[Stored data]
--------------------
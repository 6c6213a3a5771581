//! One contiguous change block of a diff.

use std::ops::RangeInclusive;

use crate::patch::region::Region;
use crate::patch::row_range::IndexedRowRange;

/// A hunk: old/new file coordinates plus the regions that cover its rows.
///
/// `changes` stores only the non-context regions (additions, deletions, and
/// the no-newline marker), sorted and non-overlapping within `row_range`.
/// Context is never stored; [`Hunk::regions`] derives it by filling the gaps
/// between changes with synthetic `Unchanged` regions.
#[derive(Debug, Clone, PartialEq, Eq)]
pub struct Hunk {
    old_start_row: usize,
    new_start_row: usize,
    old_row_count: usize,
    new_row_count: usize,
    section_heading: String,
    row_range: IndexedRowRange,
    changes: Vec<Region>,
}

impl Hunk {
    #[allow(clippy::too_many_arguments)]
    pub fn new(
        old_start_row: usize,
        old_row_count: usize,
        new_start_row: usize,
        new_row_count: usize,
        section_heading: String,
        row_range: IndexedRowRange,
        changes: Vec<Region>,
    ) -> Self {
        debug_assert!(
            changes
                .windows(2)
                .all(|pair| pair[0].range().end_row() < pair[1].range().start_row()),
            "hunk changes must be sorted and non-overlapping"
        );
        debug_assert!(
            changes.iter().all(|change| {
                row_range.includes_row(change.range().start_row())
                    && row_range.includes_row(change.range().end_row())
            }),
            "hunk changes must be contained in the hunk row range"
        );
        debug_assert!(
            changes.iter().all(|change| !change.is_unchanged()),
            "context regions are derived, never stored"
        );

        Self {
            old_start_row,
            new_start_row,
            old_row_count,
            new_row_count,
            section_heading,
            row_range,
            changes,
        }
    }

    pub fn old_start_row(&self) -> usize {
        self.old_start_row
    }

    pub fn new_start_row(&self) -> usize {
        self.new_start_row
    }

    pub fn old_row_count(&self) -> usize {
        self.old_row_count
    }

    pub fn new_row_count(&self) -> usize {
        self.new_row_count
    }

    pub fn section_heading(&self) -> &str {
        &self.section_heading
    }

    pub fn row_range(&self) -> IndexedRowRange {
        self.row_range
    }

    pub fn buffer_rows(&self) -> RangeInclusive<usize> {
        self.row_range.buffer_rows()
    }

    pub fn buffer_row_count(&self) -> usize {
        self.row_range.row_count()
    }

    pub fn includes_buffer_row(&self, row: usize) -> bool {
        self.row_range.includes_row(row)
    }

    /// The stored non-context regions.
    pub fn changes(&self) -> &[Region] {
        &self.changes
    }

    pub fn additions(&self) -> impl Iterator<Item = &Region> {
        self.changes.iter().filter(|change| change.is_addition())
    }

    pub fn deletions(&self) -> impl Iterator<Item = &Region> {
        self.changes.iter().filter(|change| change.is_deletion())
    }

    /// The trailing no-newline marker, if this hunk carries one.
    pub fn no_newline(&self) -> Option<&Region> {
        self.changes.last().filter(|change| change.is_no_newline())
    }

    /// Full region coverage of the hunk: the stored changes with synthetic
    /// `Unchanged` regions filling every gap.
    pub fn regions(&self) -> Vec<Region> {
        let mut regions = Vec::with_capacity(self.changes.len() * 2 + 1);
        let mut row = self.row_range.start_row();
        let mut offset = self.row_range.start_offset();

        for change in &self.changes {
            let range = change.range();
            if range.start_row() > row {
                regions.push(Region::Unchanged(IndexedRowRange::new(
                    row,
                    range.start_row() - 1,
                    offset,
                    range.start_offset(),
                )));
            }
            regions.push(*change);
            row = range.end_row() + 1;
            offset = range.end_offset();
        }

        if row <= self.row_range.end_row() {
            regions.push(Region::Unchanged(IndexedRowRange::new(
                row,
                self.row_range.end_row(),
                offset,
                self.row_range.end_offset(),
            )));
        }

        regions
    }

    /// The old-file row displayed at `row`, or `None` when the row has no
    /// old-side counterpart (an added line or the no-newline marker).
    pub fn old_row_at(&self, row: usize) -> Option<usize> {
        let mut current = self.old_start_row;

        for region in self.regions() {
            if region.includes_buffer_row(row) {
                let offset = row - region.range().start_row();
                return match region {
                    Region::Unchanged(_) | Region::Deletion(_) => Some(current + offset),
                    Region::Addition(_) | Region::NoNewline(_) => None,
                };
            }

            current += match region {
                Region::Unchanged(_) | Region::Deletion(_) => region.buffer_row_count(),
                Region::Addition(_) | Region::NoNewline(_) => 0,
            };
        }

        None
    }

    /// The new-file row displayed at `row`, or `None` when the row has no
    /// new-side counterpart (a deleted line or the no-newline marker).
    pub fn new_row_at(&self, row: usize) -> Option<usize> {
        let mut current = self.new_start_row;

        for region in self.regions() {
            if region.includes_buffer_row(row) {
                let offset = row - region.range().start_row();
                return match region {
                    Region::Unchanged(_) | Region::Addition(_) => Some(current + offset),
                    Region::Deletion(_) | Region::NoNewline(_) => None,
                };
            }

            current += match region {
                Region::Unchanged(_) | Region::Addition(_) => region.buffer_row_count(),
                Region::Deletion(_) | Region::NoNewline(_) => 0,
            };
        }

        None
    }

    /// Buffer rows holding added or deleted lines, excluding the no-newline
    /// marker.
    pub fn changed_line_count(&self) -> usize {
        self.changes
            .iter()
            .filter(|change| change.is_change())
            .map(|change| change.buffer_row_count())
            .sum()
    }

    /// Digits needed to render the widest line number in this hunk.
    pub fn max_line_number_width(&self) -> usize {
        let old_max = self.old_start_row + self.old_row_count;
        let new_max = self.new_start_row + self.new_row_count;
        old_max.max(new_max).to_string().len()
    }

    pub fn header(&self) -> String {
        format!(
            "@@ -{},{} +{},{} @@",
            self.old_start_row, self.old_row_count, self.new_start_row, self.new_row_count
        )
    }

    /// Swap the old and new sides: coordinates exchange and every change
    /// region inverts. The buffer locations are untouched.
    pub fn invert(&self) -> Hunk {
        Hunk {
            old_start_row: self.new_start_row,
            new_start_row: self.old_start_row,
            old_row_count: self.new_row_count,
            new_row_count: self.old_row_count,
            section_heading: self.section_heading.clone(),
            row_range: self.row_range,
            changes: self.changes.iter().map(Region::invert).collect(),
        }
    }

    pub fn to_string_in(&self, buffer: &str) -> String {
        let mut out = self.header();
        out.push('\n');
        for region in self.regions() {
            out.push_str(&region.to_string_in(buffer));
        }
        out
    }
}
--------------------
§ **Instructions to follow**
Word for word, transcribe each record.

§ **Exercise solution**
repository 6c6213a3a5771581
//! One contiguous change block of a diff.

use std::ops::RangeInclusive;

use crate::patch::region::Region;
use crate::patch::row_range::IndexedRowRange;

/// A hunk: old/new file coordinates plus the regions that cover its rows.
///
/// `changes` stores only the non-context regions (additions, deletions, and
/// the no-newline marker), sorted and non-overlapping within `row_range`.
/// Context is never stored; [`Hunk::regions`] derives it by filling the gaps
/// between changes with synthetic `Unchanged` regions.
#[derive(Debug, Clone, PartialEq, Eq)]
pub struct Hunk {
    old_start_row: usize,
    new_start_row: usize,
    old_row_count: usize,
    new_row_count: usize,
    section_heading: String,
    row_range: IndexedRowRange,
    changes: Vec<Region>,
}

impl Hunk {
    #[allow(clippy::too_many_arguments)]
    pub fn new(
        old_start_row: usize,
        old_row_count: usize,
        new_start_row: usize,
        new_row_count: usize,
        section_heading: String,
        row_range: IndexedRowRange,
        changes: Vec<Region>,
    ) -> Self {
        debug_assert!(
            changes
                .windows(2)
                .all(|pair| pair[0].range().end_row() < pair[1].range().start_row()),
            "hunk changes must be sorted and non-overlapping"
        );
        debug_assert!(
            changes.iter().all(|change| {
                row_range.includes_row(change.range().start_row())
                    && row_range.includes_row(change.range().end_row())
            }),
            "hunk changes must be contained in the hunk row range"
        );
        debug_assert!(
            changes.iter().all(|change| !change.is_unchanged()),
            "context regions are derived, never stored"
        );

        Self {
            old_start_row,
            new_start_row,
            old_row_count,
            new_row_count,
            section_heading,
            row_range,
            changes,
        }
    }

    pub fn old_start_row(&self) -> usize {
        self.old_start_row
    }

    pub fn new_start_row(&self) -> usize {
        self.new_start_row
    }

    pub fn old_row_count(&self) -> usize {
        self.old_row_count
    }

    pub fn new_row_count(&self) -> usize {
        self.new_row_count
    }

    pub fn section_heading(&self) -> &str {
        &self.section_heading
    }

    pub fn row_range(&self) -> IndexedRowRange {
        self.row_range
    }

    pub fn buffer_rows(&self) -> RangeInclusive<usize> {
        self.row_range.buffer_rows()
    }

    pub fn buffer_row_count(&self) -> usize {
        self.row_range.row_count()
    }

    pub fn includes_buffer_row(&self, row: usize) -> bool {
        self.row_range.includes_row(row)
    }

    /// The stored non-context regions.
    pub fn changes(&self) -> &[Region] {
        &self.changes
    }

    pub fn additions(&self) -> impl Iterator<Item = &Region> {
        self.changes.iter().filter(|change| change.is_addition())
    }

    pub fn deletions(&self) -> impl Iterator<Item = &Region> {
        self.changes.iter().filter(|change| change.is_deletion())
    }

    /// The trailing no-newline marker, if this hunk carries one.
    pub fn no_newline(&self) -> Option<&Region> {
        self.changes.last().filter(|change| change.is_no_newline())
    }

    /// Full region coverage of the hunk: the stored changes with synthetic
    /// `Unchanged` regions filling every gap.
    pub fn regions(&self) -> Vec<Region> {
        let mut regions = Vec::with_capacity(self.changes.len() * 2 + 1);
        let mut row = self.row_range.start_row();
        let mut offset = self.row_range.start_offset();

        for change in &self.changes {
            let range = change.range();
            if range.start_row() > row {
                regions.push(Region::Unchanged(IndexedRowRange::new(
                    row,
                    range.start_row() - 1,
                    offset,
                    range.start_offset(),
                )));
            }
            regions.push(*change);
            row = range.end_row() + 1;
            offset = range.end_offset();
        }

        if row <= self.row_range.end_row() {
            regions.push(Region::Unchanged(IndexedRowRange::new(
                row,
                self.row_range.end_row(),
                offset,
                self.row_range.end_offset(),
            )));
        }

        regions
    }

    /// The old-file row displayed at `row`, or `None` when the row has no
    /// old-side counterpart (an added line or the no-newline marker).
    pub fn old_row_at(&self, row: usize) -> Option<usize> {
        let mut current = self.old_start_row;

        for region in self.regions() {
            if region.includes_buffer_row(row) {
                let offset = row - region.range().start_row();
                return match region {
                    Region::Unchanged(_) | Region::Deletion(_) => Some(current + offset),
                    Region::Addition(_) | Region::NoNewline(_) => None,
                };
            }

            current += match region {
                Region::Unchanged(_) | Region::Deletion(_) => region.buffer_row_count(),
                Region::Addition(_) | Region::NoNewline(_) => 0,
            };
        }

        None
    }

    /// The new-file row displayed at `row`, or `None` when the row has no
    /// new-side counterpart (a deleted line or the no-newline marker).
    pub fn new_row_at(&self, row: usize) -> Option<usize> {
        let mut current = self.new_start_row;

        for region in self.regions() {
            if region.includes_buffer_row(row) {
                let offset = row - region.range().start_row();
                return match region {
                    Region::Unchanged(_) | Region::Addition(_) => Some(current + offset),
                    Region::Deletion(_) | Region::NoNewline(_) => None,
                };
            }

            current += match region {
                Region::Unchanged(_) | Region::Addition(_) => region.buffer_row_count(),
                Region::Deletion(_) | Region::NoNewline(_) => 0,
            };
        }

        None
    }

    /// Buffer rows holding added or deleted lines, excluding the no-newline
    /// marker.
    pub fn changed_line_count(&self) -> usize {
        self.changes
            .iter()
            .filter(|change| change.is_change())
            .map(|change| change.buffer_row_count())
            .sum()
    }

    /// Digits needed to render the widest line number in this hunk.
    pub fn max_line_number_width(&self) -> usize {
        let old_max = self.old_start_row + self.old_row_count;
        let new_max = self.new_start_row + self.new_row_count;
        old_max.max(new_max).to_string().len()
    }

    pub fn header(&self) -> String {
        format!(
            "@@ -{},{} +{},{} @@",
            self.old_start_row, self.old_row_count, self.new_start_row, self.new_row_count
        )
    }

    /// Swap the old and new sides: coordinates exchange and every change
    /// region inverts. The buffer locations are untouched.
    pub fn invert(&self) -> Hunk {
        Hunk {
            old_start_row: self.new_start_row,
            new_start_row: self.old_start_row,
            old_row_count: self.new_row_count,
            new_row_count: self.old_row_count,
            section_heading: self.section_heading.clone(),
            row_range: self.row_range,
            changes: self.changes.iter().map(Region::invert).collect(),
        }
    }

    pub fn to_string_in(&self, buffer: &str) -> String {
        let mut out = self.header();
        out.push('\n');
        for region in self.regions() {
            out.push_str(&region.to_string_in(buffer));
        }
        out
    }
}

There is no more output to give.